Por: Gonzalo Silva Rivas

El bajonazo hotelero

La temporada vacacional de Semana Santa no resultó ser el negocio que esperaba un sector turístico.

En el caso de la hotelería regional, las expectativas previas sobre un eventual repunte que mitigara en parte la delicada situación que afronta, estuvieron lejos de cumplirse. Millares de habitaciones quedaron dispuestas a la espera de potenciales huéspedes que se abstuvieron de viajar o que terminaron alojándose en familia.

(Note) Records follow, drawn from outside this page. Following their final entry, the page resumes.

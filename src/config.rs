use std::path::Path;

use anyhow::{Context, Result};
use indexmap::IndexMap;
use serde::{Deserialize, Serialize};

use crate::classifier::tfm::default_frameworks;

/// Root configuration structure, deserialized from `.cocktail/config.toml`.
///
/// Every section is optional; missing sections take their defaults.
#[derive(Debug, Clone, Default, Deserialize, Serialize)]
#[serde(default)]
pub struct Config {
    pub dotnet: DotnetConfig,
    /// Bucket key (or `bucket.group`) to the task its ingredients serve.
    pub tasks: TaskConfig,
    pub graph: GraphStyle,
    pub scan: ScanConfig,
}

/// .NET framework detection settings.
#[derive(Debug, Clone, Deserialize, Serialize)]
#[serde(default)]
pub struct DotnetConfig {
    /// Repository languages that count as .NET languages. Frameworks found in
    /// project files are associated with the ones the repository uses.
    pub languages: Vec<String>,
    /// Framework family to target framework monikers.
    pub frameworks: IndexMap<String, Vec<String>>,
}

impl Default for DotnetConfig {
    fn default() -> Self {
        Self {
            languages: vec![
                "C#".to_string(),
                "F#".to_string(),
                "Visual Basic .NET".to_string(),
            ],
            frameworks: default_frameworks(),
        }
    }
}

#[derive(Debug, Clone, PartialEq, Deserialize, Serialize)]
#[serde(transparent)]
pub struct TaskConfig(pub IndexMap<String, String>);

impl Default for TaskConfig {
    fn default() -> Self {
        Self(IndexMap::from([
            ("devDependencies".to_string(), "development".to_string()),
            ("buildDependencies".to_string(), "build".to_string()),
            ("groups.test".to_string(), "testing".to_string()),
            ("groups.development".to_string(), "development".to_string()),
            ("optional.test".to_string(), "testing".to_string()),
        ]))
    }
}

/// Node and edge styling for the Graphviz output.
#[derive(Debug, Clone, PartialEq, Deserialize, Serialize)]
#[serde(default)]
pub struct GraphStyle {
    pub concept_shape: String,
    pub concept_color: String,
    pub individual_shape: String,
    pub individual_color: String,
    /// Style of `iof` (instance-of) edges.
    pub instance_edge_style: String,
}

impl Default for GraphStyle {
    fn default() -> Self {
        Self {
            concept_shape: "ellipse".to_string(),
            concept_color: "turquoise4".to_string(),
            individual_shape: "rectangle".to_string(),
            individual_color: "goldenrod".to_string(),
            instance_edge_style: "dashed".to_string(),
        }
    }
}

/// Local directory scanning settings.
#[derive(Debug, Clone, Deserialize, Serialize)]
#[serde(default)]
pub struct ScanConfig {
    /// Directory names never descended into.
    pub ignore: Vec<String>,
}

impl Default for ScanConfig {
    fn default() -> Self {
        Self {
            ignore: [
                ".git",
                "node_modules",
                "target",
                "vendor",
                ".venv",
                "venv",
                "__pycache__",
                "bin",
                "obj",
            ]
            .iter()
            .map(|s| s.to_string())
            .collect(),
        }
    }
}

fn read_config(path: &Path) -> Result<Config> {
    let content = std::fs::read_to_string(path)
        .with_context(|| format!("failed to read config {}", path.display()))?;
    toml::from_str(&content).with_context(|| format!("invalid config {}", path.display()))
}

/// Load the configuration, searching in order:
///
/// 1. `config_override`, the path passed via `--config`
/// 2. `<project_path>/.cocktail/config.toml`
/// 3. `~/.config/cocktail/config.toml`
/// 4. Built-in [`Config::default`]
pub fn load_config(project_path: &Path, config_override: Option<&Path>) -> Result<Config> {
    if let Some(path) = config_override {
        return read_config(path);
    }

    let project_config = project_path.join(".cocktail").join("config.toml");
    if project_config.exists() {
        tracing::debug!("using config {}", project_config.display());
        return read_config(&project_config);
    }

    if let Some(home) = dirs::home_dir() {
        let home_config = home.join(".config").join("cocktail").join("config.toml");
        if home_config.exists() {
            tracing::debug!("using config {}", home_config.display());
            return read_config(&home_config);
        }
    }

    Ok(Config::default())
}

El azote del turismo en lo que va corrido del último semestre ha sido la cruda ola invernal que sacude al país y dentro de cuyas múltiples y costosas consecuencias figura el prolongado bajón en la ocupación hotelera, acentuado desde finales del año. El intenso caudal de pasajeros que durante la Semana Mayor se desplazó por cielo y tierra, desafiando las declaratorias de alerta en 21 departamentos y 1.018 municipios, y que hacía presagiar mejores vientos para la hotelería, no dio resultados. En la región cafetera apenas se vendió el 70% de la oferta habitacional y en Meta, Cundinamarca, Santander y Tolima el índice fue preocupante.

Santa Marta y San Andrés, seguidas por Cartagena, recogieron el mayor volumen del movimiento aéreo para la temporada, repetición de la tendencia anual que suma entre los tres destinos casi el 60% del total nacional, haciendo del producto turístico de sol y playa el de mayor relevancia dentro del gusto de los viajeros, por encima del religioso y el ecoturismo.

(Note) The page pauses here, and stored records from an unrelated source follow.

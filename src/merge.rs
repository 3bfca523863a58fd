//! Duplicate collapsing within buckets.
//!
//! Two ingredients in the same list are duplicates when they agree on every
//! field except the merged one; the merged field of the survivor is the
//! union of theirs. The first occurrence keeps its position.

use std::collections::BTreeSet;

use indexmap::IndexMap;

use crate::models::{Bucket, BucketMap, Ingredient, IngredientType};

/// The set-valued field unioned across duplicates.
#[derive(Debug, Clone, Copy, PartialEq, Eq, Default)]
pub enum MergedField {
    #[default]
    AssociatedTasks,
    AssociatedLanguages,
}

impl MergedField {
    fn get(self, ingredient: &Ingredient) -> &BTreeSet<String> {
        match self {
            MergedField::AssociatedTasks => &ingredient.associated_tasks,
            MergedField::AssociatedLanguages => &ingredient.associated_languages,
        }
    }

    fn get_mut(self, ingredient: &mut Ingredient) -> &mut BTreeSet<String> {
        match self {
            MergedField::AssociatedTasks => &mut ingredient.associated_tasks,
            MergedField::AssociatedLanguages => &mut ingredient.associated_languages,
        }
    }

    /// The fields that take part in identity, besides name and type.
    fn other<'a>(self, ingredient: &'a Ingredient) -> &'a BTreeSet<String> {
        match self {
            MergedField::AssociatedTasks => &ingredient.associated_languages,
            MergedField::AssociatedLanguages => &ingredient.associated_tasks,
        }
    }
}

#[derive(PartialEq, Eq, Hash)]
struct Identity<'a> {
    name: &'a str,
    kind: IngredientType,
    other: &'a BTreeSet<String>,
}

/// Collapse duplicates in every list of `map`. Groups and targets are
/// handled recursively; the input is left untouched.
pub fn dedup(map: &BucketMap, field: MergedField) -> BucketMap {
    BucketMap(
        map.iter()
            .map(|(key, bucket)| (key.clone(), dedup_bucket(bucket, field)))
            .collect(),
    )
}

fn dedup_bucket(bucket: &Bucket, field: MergedField) -> Bucket {
    match bucket {
        Bucket::List(items) => Bucket::List(dedup_list(items, field)),
        Bucket::Groups(groups) => Bucket::Groups(
            groups
                .iter()
                .map(|(group, items)| (group.clone(), dedup_list(items, field)))
                .collect(),
        ),
        Bucket::Targets(targets) => Bucket::Targets(
            targets
                .iter()
                .map(|(target, nested)| (target.clone(), dedup(nested, field)))
                .collect(),
        ),
    }
}

fn dedup_list(items: &[Ingredient], field: MergedField) -> Vec<Ingredient> {
    let mut merged: IndexMap<Identity<'_>, Ingredient> = IndexMap::new();

    for item in items {
        let identity = Identity {
            name: &item.name,
            kind: item.kind,
            other: field.other(item),
        };
        match merged.get_mut(&identity) {
            Some(existing) => {
                let incoming = field.get(item).iter().cloned();
                field.get_mut(existing).extend(incoming);
            }
            None => {
                merged.insert(identity, item.clone());
            }
        }
    }

    merged.into_values().collect()
}

#[cfg(test)]
mod tests {
    use super::*;

    fn lib(name: &str) -> Ingredient {
        Ingredient::new(name, IngredientType::Library)
    }

    fn list(map: &BucketMap, key: &str) -> Vec<Ingredient> {
        match map.get(key) {
            Some(Bucket::List(items)) => items.clone(),
            other => panic!("expected list bucket '{}', got {:?}", key, other),
        }
    }

    #[test]
    fn test_duplicates_collapse_in_first_seen_order() {
        let mut map = BucketMap::new();
        for name in ["numpy", "pandas", "numpy", "scipy", "pandas"] {
            map.push("necessary", lib(name));
        }
        let deduped = dedup(&map, MergedField::AssociatedTasks);
        let names: Vec<_> = list(&deduped, "necessary")
            .into_iter()
            .map(|i| i.name)
            .collect();
        assert_eq!(names, vec!["numpy", "pandas", "scipy"]);
    }

    #[test]
    fn test_merged_field_is_unioned() {
        let mut map = BucketMap::new();
        map.push("devDependencies", lib("pytest").with_tasks(["build"]));
        map.push("devDependencies", lib("pytest").with_tasks(["test"]));

        let deduped = dedup(&map, MergedField::AssociatedTasks);
        let items = list(&deduped, "devDependencies");
        assert_eq!(items.len(), 1);
        assert_eq!(
            items[0].associated_tasks,
            BTreeSet::from(["build".to_string(), "test".to_string()])
        );
    }

    #[test]
    fn test_other_fields_keep_entries_apart() {
        let mut map = BucketMap::new();
        map.push("necessary", lib("Serilog").with_languages(["C#"]));
        map.push("necessary", lib("Serilog").with_languages(["F#"]));
        map.push("necessary", Ingredient::new("Serilog", IngredientType::Tool));

        let by_tasks = dedup(&map, MergedField::AssociatedTasks);
        assert_eq!(list(&by_tasks, "necessary").len(), 3);

        let by_languages = dedup(&map, MergedField::AssociatedLanguages);
        let items = list(&by_languages, "necessary");
        assert_eq!(items.len(), 2);
        assert_eq!(items[0].associated_languages.len(), 2);
    }

    #[test]
    fn test_dedup_is_idempotent() {
        let mut windows = BucketMap::new();
        windows.push("necessary", lib("winapi"));
        windows.push("necessary", lib("winapi"));

        let mut map = BucketMap::new();
        map.push("necessary", lib("serde").with_tasks(["build"]));
        map.push("necessary", lib("serde").with_tasks(["test"]));
        map.insert(
            "groups",
            Bucket::Groups(IndexMap::from([(
                "test".to_string(),
                vec![lib("rspec"), lib("rspec")],
            )])),
        );
        map.insert(
            "target",
            Bucket::Targets(IndexMap::from([("cfg(windows)".to_string(), windows)])),
        );

        let once = dedup(&map, MergedField::AssociatedTasks);
        let twice = dedup(&once, MergedField::AssociatedTasks);
        assert_eq!(once, twice);
        assert_eq!(once.ingredients().len(), 3);
    }

    #[test]
    fn test_groups_are_deduplicated_separately() {
        let mut map = BucketMap::new();
        map.insert(
            "groups",
            Bucket::Groups(IndexMap::from([
                ("development".to_string(), vec![lib("debug")]),
                ("test".to_string(), vec![lib("debug")]),
            ])),
        );
        let deduped = dedup(&map, MergedField::AssociatedTasks);
        assert_eq!(deduped.ingredients().len(), 2);
    }
}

Termina abril con un turismo interno contraído, tal como se reflejó entre diciembre y enero últimos, cuando se produjo un descenso cercano al 20% en el mercado, y la ocupación hotelera sólo llegó a 55%, diez puntos por debajo de las cifras alcanzadas en 2009. Cara de la moneda que contrasta con el alza que vivió el turismo receptivo en 2010, con crecimiento del 11% en el registro de visitantes extranjeros.

Para sortear las calendas de vacas flacas y hasta las vacaciones de mitad de año, en el sector turístico se barajan estrategias que buscan la reactivación de la industria. La presidenta de Anato, Paula Cortés, lidera con las agencias de viajes la elaboración de planes promocionales apoyados en campañas publicitarias para incentivar el desplazamiento de viajeros por el país, con “buenos paquetes, grandes ofertas y llamativas tarifas”. Será un nuevo round, en temporada baja, contra el invierno y el fenómeno de la Niña, cuya amenaza se proyecta hasta junio.

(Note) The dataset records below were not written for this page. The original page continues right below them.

use std::collections::HashSet;

use anyhow::Result;
use indexmap::IndexMap;
use regex::Regex;
use serde::Deserialize;

use super::buckets;
use crate::classifier::{classify, Classifiers};
use crate::models::{Bucket, BucketMap, Ingredient, IngredientType};

/// Leading distribution name of a PEP 508 requirement string.
const REQUIREMENT_NAME: &str = r"^[A-Za-z0-9_\-.]+";

/// Extractor for `requirements.txt`.
///
/// URLs, local paths, archives and option lines are skipped; `-r` includes
/// are noted but not followed.
pub struct RequirementsExtractor;

impl RequirementsExtractor {
    pub fn new() -> Self {
        Self
    }
}

impl super::Extractor for RequirementsExtractor {
    fn extract(&self, text: &str) -> Result<BucketMap> {
        let include_re = Regex::new(r"^(?:-r|--requirement)\s*=?\s*(\S+)")?;
        let url_re = Regex::new(r"^(?:[a-z][a-z0-9+]*://|www\.)")?;
        let path_re = Regex::new(r"^(?:\.{1,2}/|/|~/)|^[\w\-.]+/|\.(?:whl|zip|tar\.gz|tar\.bz2|tgz)$")?;
        let name_re = Regex::new(REQUIREMENT_NAME)?;

        let mut deps = BucketMap::new();

        for line in text.lines() {
            let line = line.trim();
            if line.is_empty() || line.starts_with('#') {
                continue;
            }
            if let Some(caps) = include_re.captures(line) {
                tracing::debug!("requirements.txt: includes {}", &caps[1]);
                continue;
            }
            if line.starts_with('-') || url_re.is_match(line) || path_re.is_match(line) {
                continue;
            }
            match name_re.find(line) {
                Some(m) => deps.push(buckets::NECESSARY, classify(m.as_str())),
                None => tracing::warn!("requirements.txt: not a dependency: {}", line),
            }
        }

        Ok(deps)
    }
}

#[derive(Debug, Deserialize)]
struct Pyproject {
    project: Option<PyprojectProject>,
    #[serde(default)]
    tool: toml::Table,
}

#[derive(Debug, Deserialize)]
struct PyprojectProject {
    #[serde(default)]
    dependencies: Vec<String>,
    #[serde(default, rename = "optional-dependencies")]
    optional_dependencies: Option<OptionalDependencies>,
    #[serde(default)]
    classifiers: Vec<String>,
}

#[derive(Debug, Deserialize)]
#[serde(untagged)]
enum OptionalDependencies {
    Groups(IndexMap<String, Vec<String>>),
    List(Vec<String>),
}

/// Extractor for `pyproject.toml` (PEP 621 `[project]` plus Poetry tables).
///
/// Trove classifiers such as `Framework :: Django` decide the type of a
/// matching dependency; every `[tool.*]` table is recorded as a Tool.
pub struct PyProjectExtractor;

impl PyProjectExtractor {
    pub fn new() -> Self {
        Self
    }
}

impl super::Extractor for PyProjectExtractor {
    fn extract(&self, text: &str) -> Result<BucketMap> {
        let pyproject: Pyproject = toml::from_str(text)?;
        let name_re = Regex::new(REQUIREMENT_NAME)?;
        let mut deps = BucketMap::new();

        let classifiers = match &pyproject.project {
            Some(project) => Classifiers::parse(&project.classifiers)?,
            None => Classifiers::default(),
        };

        let requirement = |raw: &str| -> Option<Ingredient> {
            match name_re.find(raw.trim()) {
                Some(m) => Some(classifiers.classify(m.as_str())),
                None => {
                    tracing::warn!("pyproject.toml: not a dependency: {}", raw);
                    None
                }
            }
        };

        if let Some(project) = &pyproject.project {
            let necessary: Vec<_> = project
                .dependencies
                .iter()
                .filter_map(|d| requirement(d.as_str()))
                .collect();
            deps.insert(buckets::NECESSARY, Bucket::List(necessary));

            let optional: IndexMap<String, Vec<Ingredient>> = match &project.optional_dependencies
            {
                Some(OptionalDependencies::Groups(groups)) => groups
                    .iter()
                    .map(|(group, reqs)| {
                        (
                            group.clone(),
                            reqs.iter().filter_map(|d| requirement(d.as_str())).collect(),
                        )
                    })
                    .collect(),
                Some(OptionalDependencies::List(reqs)) => IndexMap::from([(
                    buckets::UNGROUPED.to_string(),
                    reqs.iter().filter_map(|d| requirement(d.as_str())).collect(),
                )]),
                None => IndexMap::new(),
            };
            deps.insert(buckets::OPTIONAL, Bucket::Groups(optional));
        }

        if let Some(poetry) = pyproject.tool.get("poetry").and_then(|v| v.as_table()) {
            let names = |table: Option<&toml::Value>| -> Vec<Ingredient> {
                table
                    .and_then(|v| v.as_table())
                    .map(|t| {
                        t.keys()
                            .filter(|name| name.as_str() != "python")
                            .map(|name| classifiers.classify(name))
                            .collect()
                    })
                    .unwrap_or_default()
            };

            deps.merge(list_bucket(buckets::NECESSARY, names(poetry.get("dependencies"))))?;
            deps.merge(list_bucket(buckets::DEV, names(poetry.get("dev-dependencies"))))?;

            if let Some(groups) = poetry.get("group").and_then(|v| v.as_table()) {
                let groups: IndexMap<String, Vec<Ingredient>> = groups
                    .iter()
                    .map(|(group, spec)| (group.clone(), names(spec.get("dependencies"))))
                    .filter(|(_, items)| !items.is_empty())
                    .collect();
                let mut grouped = BucketMap::new();
                grouped.insert(buckets::GROUPS, Bucket::Groups(groups));
                deps.merge(grouped)?;
            }
        }

        let tools: Vec<_> = pyproject
            .tool
            .keys()
            .map(|name| Ingredient::new(name.as_str(), IngredientType::Tool))
            .collect();
        deps.insert(buckets::TOOLS, Bucket::List(tools));

        Ok(deps)
    }
}

fn list_bucket(key: &str, items: Vec<Ingredient>) -> BucketMap {
    let mut map = BucketMap::new();
    map.insert(key, Bucket::List(items));
    map
}

/// Extractor for `Pipfile.lock`: JSON with `default` and `develop` sections.
pub struct PipfileLockExtractor;

impl PipfileLockExtractor {
    pub fn new() -> Self {
        Self
    }
}

impl super::Extractor for PipfileLockExtractor {
    fn extract(&self, text: &str) -> Result<BucketMap> {
        let json: serde_json::Value = serde_json::from_str(text)?;
        let mut deps = BucketMap::new();

        for (section, bucket) in [("default", buckets::NECESSARY), ("develop", buckets::DEV)] {
            let mut seen = HashSet::new();
            if let Some(pkgs) = json.get(section).and_then(|v| v.as_object()) {
                let items: Vec<_> = pkgs
                    .keys()
                    .filter(|name| seen.insert(name.to_lowercase()))
                    .map(|name| classify(name))
                    .collect();
                deps.insert(bucket, Bucket::List(items));
            }
        }

        Ok(deps)
    }
}

#[cfg(test)]
mod tests {
    use super::super::Extractor;
    use super::*;

    fn names(deps: &BucketMap, key: &str) -> Vec<String> {
        match deps.get(key) {
            Some(Bucket::List(items)) => items.iter().map(|i| i.name.clone()).collect(),
            other => panic!("expected list bucket '{}', got {:?}", key, other),
        }
    }

    #[test]
    fn test_requirements_skips_paths_urls_and_flags() {
        let text = "\
# comment
requests==2.28.1
flask>=2.0.0
zope.interface>=5
numpy==1.24.0 ; python_version >= '3.8'
-r dev-requirements.txt
--index-url https://pypi.example.org/simple
-e git+https://github.com/org/pkg.git#egg=pkg
https://example.com/pkg-1.0.tar.gz
./vendor/local_pkg
wheels/pkg-1.0-py3-none-any.whl
requests[security]>=2.0
";
        let deps = RequirementsExtractor::new().extract(text).unwrap();
        assert_eq!(
            names(&deps, buckets::NECESSARY),
            vec!["requests", "flask", "zope.interface", "numpy", "requests"]
        );
    }

    #[test]
    fn test_requirements_mismatch_is_not_fatal() {
        let deps = RequirementsExtractor::new()
            .extract("==1.0\n[extras]\nrich\n")
            .unwrap();
        assert_eq!(names(&deps, buckets::NECESSARY), vec!["rich"]);
    }

    #[test]
    fn test_pyproject_dependencies_and_classifiers() {
        let text = r#"
[project]
name = "demo"
dependencies = ["Django>=4.2", "requests"]
classifiers = [
    "Framework :: Django",
    "Programming Language :: Python :: 3",
]

[project.optional-dependencies]
docs = ["sphinx"]
test = ["pytest>=7", "coverage[toml]"]

[tool.black]
line-length = 100

[tool.ruff]
select = ["E"]
"#;
        let deps = PyProjectExtractor::new().extract(text).unwrap();

        match deps.get(buckets::NECESSARY) {
            Some(Bucket::List(items)) => {
                assert_eq!(items[0].name, "Django");
                assert_eq!(items[0].kind, IngredientType::Framework);
                assert_eq!(items[1].kind, IngredientType::Library);
            }
            other => panic!("unexpected {:?}", other),
        }
        match deps.get(buckets::OPTIONAL) {
            Some(Bucket::Groups(groups)) => {
                assert_eq!(groups.keys().collect::<Vec<_>>(), vec!["docs", "test"]);
                assert_eq!(groups["test"][1].name, "coverage");
            }
            other => panic!("unexpected {:?}", other),
        }
        let tools = deps.get(buckets::TOOLS).unwrap();
        match tools {
            Bucket::List(items) => {
                assert_eq!(items.len(), 2);
                assert!(items.iter().all(|i| i.kind == IngredientType::Tool));
            }
            other => panic!("unexpected {:?}", other),
        }
    }

    #[test]
    fn test_pyproject_optional_list_goes_to_ungrouped() {
        let text = r#"
[project]
name = "demo"
optional-dependencies = ["colorama"]
"#;
        let deps = PyProjectExtractor::new().extract(text).unwrap();
        match deps.get(buckets::OPTIONAL) {
            Some(Bucket::Groups(groups)) => {
                assert_eq!(groups[buckets::UNGROUPED][0].name, "colorama");
            }
            other => panic!("unexpected {:?}", other),
        }
    }

    #[test]
    fn test_pyproject_poetry_tables() {
        let text = r#"
[tool.poetry.dependencies]
python = "^3.11"
httpx = "^0.27"

[tool.poetry.dev-dependencies]
mypy = "*"

[tool.poetry.group.docs.dependencies]
mkdocs = "*"
"#;
        let deps = PyProjectExtractor::new().extract(text).unwrap();
        assert_eq!(names(&deps, buckets::NECESSARY), vec!["httpx"]);
        assert_eq!(names(&deps, buckets::DEV), vec!["mypy"]);
        match deps.get(buckets::GROUPS) {
            Some(Bucket::Groups(groups)) => assert_eq!(groups["docs"][0].name, "mkdocs"),
            other => panic!("unexpected {:?}", other),
        }
        assert_eq!(names(&deps, buckets::TOOLS), vec!["poetry"]);
    }

    #[test]
    fn test_pyproject_invalid_toml_fails() {
        assert!(PyProjectExtractor::new().extract("[project").is_err());
    }

    #[test]
    fn test_pipfile_lock() {
        let text = r#"{
  "_meta": {"hash": {"sha256": "x"}},
  "default": {"requests": {"version": "==2.31.0"}},
  "develop": {"pytest": {"version": "==8.0.0"}}
}"#;
        let deps = PipfileLockExtractor::new().extract(text).unwrap();
        assert_eq!(names(&deps, buckets::NECESSARY), vec!["requests"]);
        assert_eq!(names(&deps, buckets::DEV), vec!["pytest"]);
    }
}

Las agencias estimularán la comercialización de planes turísticos integrales -más de dos servicios- que podrán ser buen gancho y gran negocio para los viajeros, beneficiarios de descuentos de hasta el 40%. Fallida la Semana Santa,  operadores de turismo y hoteleros se persignan y con pie derecho esperan arrancar este segundo trimestre.